I originally conceived of the site as a cat meme generator in the same vein as icanhascheezburger, but with a social mission of bringing visibility to cats languishing in animal shelters. I thought that if a person is going to spend their time making funny captions for cat images and sharing them around, they might as well give the visibility to a cat that needs it.

AdoptMe.me meme editor

The technical vision was that I would pull images and data from the free petfinder.com API, push them into my Amazon S3 bucket, let users caption them with a canvas-based JavaScript editor, and then send the resulting image off to my Amazon S3 bucket. The image would be watermarked with a generated shortlink that viewers of the image could follow to learn more about how to adopt that animal should they be interested in doing so.

Rails Backend

A lot needs to happen behind the scenes to create a site handling image media and integrating with third-party APIs. Since I was deploying on Heroku, first order of business was to find a third-party provider of storage for all my image assets. Amazon S3 was the obvious choice because it is cheap, fast, and reliable. Amazon provides an official aws-sdk gem for interacting with their web services, but it contains hundreds of methods for dozens of services so I ended up writing my own Storable module that extends ActiveSupport::Concerns to wrap just the functionality I needed with a simpler API. My Storable module follows a template pattern, allowing me to easily store and retrieve image data associated with any of my ActiveRecord models by specifying a filename root and including the module.
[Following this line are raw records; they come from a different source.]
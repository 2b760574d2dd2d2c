// SPDX-FileCopyrightText: 2020 Sean Cross <sean@xobs.io>
// SPDX-License-Identifier: Apache-2.0

#[cfg(baremetal)]
use core::fmt::{Error, Write};
#[cfg(baremetal)]
use utralib::generated::*;

#[cfg(baremetal)]
pub static mut DEBUG_OUTPUT: Option<&'static mut dyn Write> = None;

pub use crate::arch::process::Process as ArchProcess;

#[macro_use]
#[cfg(all(
    not(test),
    baremetal,
    any(feature = "debug-print", feature = "print-panics")
))]
pub mod debug_print_hardware {
    // the HW device mapping is done in main.rs/init(); the virtual address has to be in the top 4MiB as it is the only page shared among all processes
    pub const SUPERVISOR_UART_ADDR: *mut usize = 0xffcf_0000 as *mut usize; // see https://github.com/betrusted-io/xous-core/blob/master/docs/memory.md
}
#[cfg(all(
    not(test),
    baremetal,
    any(feature = "debug-print", feature = "print-panics")
))]
pub use crate::debug::debug_print_hardware::SUPERVISOR_UART_ADDR;

#[cfg(baremetal)]
#[macro_export]
macro_rules! print {
    ($($args:tt)+) => {{
        #[allow(unused_unsafe)]
        unsafe {
            if let Some(mut stream) = crate::debug::DEBUG_OUTPUT.as_mut() {
                write!(&mut stream, $($args)+).unwrap();
            }
        }
    }};
}

#[cfg(baremetal)]
#[macro_export]
macro_rules! println
{
	() => ({
		print!("\r\n")
	});
	($fmt:expr) => ({
		print!(concat!($fmt, "\r\n"))
	});
	($fmt:expr, $($args:tt)+) => ({
		print!(concat!($fmt, "\r\n"), $($args)+)
	});
}

#[cfg(baremetal)]
pub struct Uart {}
#[cfg(baremetal)]
pub static mut UART: Uart = Uart {};

#[cfg(all(baremetal, feature = "wrap-print"))]
static mut CHAR_COUNT: usize = 0;

#[cfg(baremetal)]
impl Uart {
    #[allow(dead_code)]
    pub fn init(self) {
        unsafe { DEBUG_OUTPUT = Some(&mut UART) };
        let mut uart_csr = CSR::new(crate::debug::SUPERVISOR_UART_ADDR as *mut u32);
        uart_csr.rmwf(utra::uart::EV_ENABLE_RX, 1);
    }

    pub fn putc(&self, c: u8) {
        if unsafe { DEBUG_OUTPUT.is_none() } {
            return;
        }

        let mut uart_csr = CSR::new(crate::debug::SUPERVISOR_UART_ADDR as *mut u32);
        // Wait until TXFULL is `0`
        while uart_csr.r(utra::uart::TXFULL) != 0 {}
        #[cfg(feature = "wrap-print")]
        unsafe {
            if c == b'\n' {
                CHAR_COUNT = 0;
            } else if CHAR_COUNT > 80 {
                CHAR_COUNT = 0;
                self.putc(b'\n');
                self.putc(b'\r');
                self.putc(b' ');
                self.putc(b' ');
                self.putc(b' ');
                self.putc(b' ');
            } else {
                CHAR_COUNT += 1;
            }
        }
        uart_csr.wfo(utra::uart::RXTX_RXTX, c as u32);
    }

    #[allow(dead_code)]
    pub fn getc(&self) -> Option<u8> {
        if unsafe { DEBUG_OUTPUT.is_none() } {
            return None;
        }
        let mut uart_csr = CSR::new(crate::debug::SUPERVISOR_UART_ADDR as *mut u32);
        // If EV_PENDING_RX is 1, return the pending character.
        // Otherwise, return None.
        match uart_csr.rf(utra::uart::EV_PENDING_RX) {
            0 => None,
            _ => {
                let ret = Some(uart_csr.r(utra::uart::RXTX) as u8);
                uart_csr.wfo(utra::uart::EV_PENDING_RX, 1);
                ret
            }
        }
    }
}

#[cfg(all(feature = "gdbserver", baremetal))]
mod gdb_server;

#[cfg(all(feature = "gdbserver", baremetal))]
impl gdbstub::Connection for Uart {
    type Error = ();

    fn write(&mut self, byte: u8) -> Result<(), Self::Error> {
        if unsafe { DEBUG_OUTPUT.is_none() } {
            return Err(());
        }
        let mut uart_csr = CSR::new(crate::debug::SUPERVISOR_UART_ADDR as *mut u32);
        // Wait until TXFULL is not `0`
        while uart_csr.r(utra::uart::TXFULL) != 0 {}
        uart_csr.wo(utra::uart::RXTX, byte as u32);
        Ok(())
    }
    fn peek(&mut self) -> Result<Option<u8>, Self::Error> {
        Ok(None)
    }
    fn flush(&mut self) -> Result<(), Self::Error> {
        Ok(())
    }
}

#[cfg(all(
    baremetal,
    not(test),
    any(feature = "debug-print", feature = "print-panics")
))]
pub fn irq(_irq_number: usize, _arg: *mut usize) {
    let uart = Uart {};
    while let Some(b) = uart.getc() {
        process_irq_character(b);
    }
    // uart.acknowledge_irq();
}

#[cfg(all(
    baremetal,
    not(test),
    any(feature = "debug-print", feature = "print-panics")
))]
fn process_irq_character(b: u8) {
    #[cfg(all(feature = "gdbserver", baremetal))]
    if gdb_server::handle(b) {
        return;
    }

    match b {
        b'i' => {
            println!("Interrupt handlers:");
            println!("  IRQ | Process | Handler | Argument");
            crate::services::SystemServices::with(|system_services| {
                crate::irq::for_each_irq(|irq, pid, address, arg| {
                    println!(
                        "    {}:  {} @ {:x?} {:x?}",
                        irq,
                        system_services.process_name(*pid).unwrap_or(""),
                        address,
                        arg
                    );
                });
            });
        }
        b'm' => {
            println!("Printing memory page tables");
            crate::services::SystemServices::with(|system_services| {
                let current_pid = system_services.current_pid();
                for process in &system_services.processes {
                    if !process.free() {
                        println!(
                            "PID {} {}:",
                            process.pid,
                            system_services.process_name(process.pid).unwrap_or("")
                        );
                        process.activate().unwrap();
                        crate::arch::mem::MemoryMapping::current().print_map();
                        println!();
                    }
                }
                system_services
                    .get_process(current_pid)
                    .unwrap()
                    .activate()
                    .unwrap();
            });
        }
        b'p' => {
            println!("Printing processes");
            crate::services::SystemServices::with(|system_services| {
                let current_pid = system_services.current_pid();
                for process in &system_services.processes {
                    if !process.free() {
                        process.activate().unwrap();
                        let mut connection_count = 0;
                        ArchProcess::with_inner(|process_inner| {
                            for conn in &process_inner.connection_map {
                                if conn.is_some() {
                                    connection_count += 1;
                                }
                            }
                        });
                        println!(
                            "{:?} conns:{}/32 {}",
                            process,
                            connection_count,
                            system_services.process_name(process.pid).unwrap_or("")
                        );
                    }
                }
                system_services
                    .get_process(current_pid)
                    .unwrap()
                    .activate()
                    .unwrap();
            });
        }
        b'P' => {
            println!("Printing processes and threads");
            crate::services::SystemServices::with(|system_services| {
                let current_pid = system_services.current_pid();
                for process in &system_services.processes {
                    if !process.free() {
                        println!(
                            "{:?} {}:",
                            process,
                            system_services.process_name(process.pid).unwrap_or("")
                        );
                        process.activate().unwrap();
                        crate::arch::process::Process::with_current_mut(|arch_process| {
                            arch_process.print_all_threads()
                        });
                        println!();
                    }
                }
                system_services
                    .get_process(current_pid)
                    .unwrap()
                    .activate()
                    .unwrap();
            });
        }
        b'r' => {
            println!("RAM usage:");
            let mut total_bytes = 0;
            crate::services::SystemServices::with(|system_services| {
                crate::mem::MemoryManager::with(|mm| {
                    for process in &system_services.processes {
                        if !process.free() {
                            let bytes_used = mm.ram_used_by(process.pid);
                            total_bytes += bytes_used;
                            println!(
                                "    PID {:>3}: {:>4} k {}",
                                process.pid,
                                bytes_used / 1024,
                                system_services.process_name(process.pid).unwrap_or("")
                            );
                        }
                    }
                });
            });
            println!("{} k total", total_bytes / 1024);
        }
        b's' => {
            println!("Servers in use:");
            crate::services::SystemServices::with(|system_services| {
                println!(" idx | pid | process              | sid");
                println!(" --- + --- + -------------------- | ------------------");
                for (idx, server) in system_services.servers.iter().enumerate() {
                    if let Some(s) = server {
                        println!(
                            " {:3} | {:3} | {:20} | {:x?}",
                            idx,
                            s.pid,
                            system_services.process_name(s.pid).unwrap_or(""),
                            s.sid
                        );
                    }
                }
            });
        }
        #[cfg(all(feature = "gdbserver", baremetal))]
        b'g' => {
            println!("Starting GDB server -- attach your debugger now");
            gdb_server::setup();
        }
        b'h' => {
            println!("Xous Kernel Debug");
            println!("key | command");
            println!("--- + -----------------------");
            #[cfg(all(feature = "gdbserver", baremetal))]
            println!(" g  | enter the gdb server");
            println!(" i  | print irq handlers");
            println!(" m  | print MMU page tables of all processes");
            println!(" p  | print all processes");
            println!(" P  | print all processes and threads");
            println!(" r  | report RAM usage of all processes");
            println!(" s  | print all allocated servers");
        }
        _ => {}
    }
}

#[cfg(baremetal)]
impl Write for Uart {
    fn write_str(&mut self, s: &str) -> Result<(), Error> {
        for c in s.bytes() {
            self.putc(c);
        }
        Ok(())
    }
}

#[cfg(feature = "debug-print")]
#[macro_export]
macro_rules! klog
{
	() => ({
		print!(" [{}:{}]", file!(), line!())
	});
	($fmt:expr) => ({
        print!(concat!(" [{}:{} ", $fmt, "]"), file!(), line!())
	});
	($fmt:expr, $($args:tt)+) => ({
		print!(concat!(" [{}:{} ", $fmt, "]"), file!(), line!(), $($args)+)
	});
}

#[cfg(not(feature = "debug-print"))]
#[macro_export]
macro_rules! klog {
    ($($args:tt)+) => {{}};
}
The backend included models for Pet, Image, and Caption. Pet models were created and populated using data fetched from the Petfinder JSON API. I quickly discovered that their free API is worth about what I paid for it (i.e. not much), and I spent a lot of time writing code to clean or discard bogus responses. Image tracked the metadata for unaltered images associated with a Pet, and Caption tracked metadata for each user-created meme. Having separate Image and Caption made the associations clear and easily extensible should I want to find, say, all memes with common text content or all memes derived from a particular animal or photo.

I decided not to build views on the server side, because I knew the image editor I wanted to write would involve heavy JavaScript. So the data in my models is all exposed via a JSON API for consumption by a client-side application I would develop with Backbone.js.

Finally, I used figaro to manage my third-party credentials. The figaro gem allows me to store my private credentials in an initialization file that is not checked into source control, but the gem will load them into an environment variable for you when the app boots up.

Backbone.js, HTML5 Canvas Frontend

Visiting the site you will be served a static page with the Backbone application. Much of the data is bootstrapped into the page to avoid unnecessary calls to my JSON API. I made Backbone views for an index page, a meme creation editor, and a show pet/meme page where viewers could learn more about adopting. Each of these views is complex, and involves one or more sub-views.

Coding an MVP version of the canvas-based meme editor was a straightforward task after some of my other Canvas projects. A cat image is set as the background for the canvas element. As the user types, the editor listens to keypress events and updates the overlayed text. I wanted each image to have a shortlink-style url in the corner where a viewer of the image could visit and learn more about adopting the pet. So I wrote the shortlink and watermarking logic on the backend, and was nearing the last piece of the MVP puzzle: uploading my newly captioned images.

Problems with the Same-Origin Policy

It is at that moment that I ran head-on into a Same-Origin security error. I learned, painfully, that the browser’s Same-Origin Policy was not going to let me save any of my users meme images directly to S3 because the background cat image was not coming from the same origin as the page I was serving from Heroku. What I thought was going to be as easy as a call to canvas.toDataURL() ended up being a much bigger problem.

I fiddled with server side generation of the captioned images using imagemagick via the rmagick gem. I actually got this to work and its what you will experience if you try to use the live version of the site at this time. This backend image manipulation is why the actual results do not match the editor preview. I realized quickly, however, that imagemagick was slow, and I knew that blocking my Rails application with big image processing jobs was going to be unacceptably slow with more than one or two concurrent users. And the image work wasn’t a candidate to be a deferred job because the user is waiting to see their creation and share it around on the web.

Hiatus

Given my knowledge at the time, the whole thing seemed unsalvageable at that point. I made the decision to put the project on hold while I kept learning and working on other things, hoping to get back to it one day and do the job right. Since then I’ve learned that what I originally intended may be possible with CORS, Cross-Origin Resource Sharing, so I’m excited to pick up again where I left off.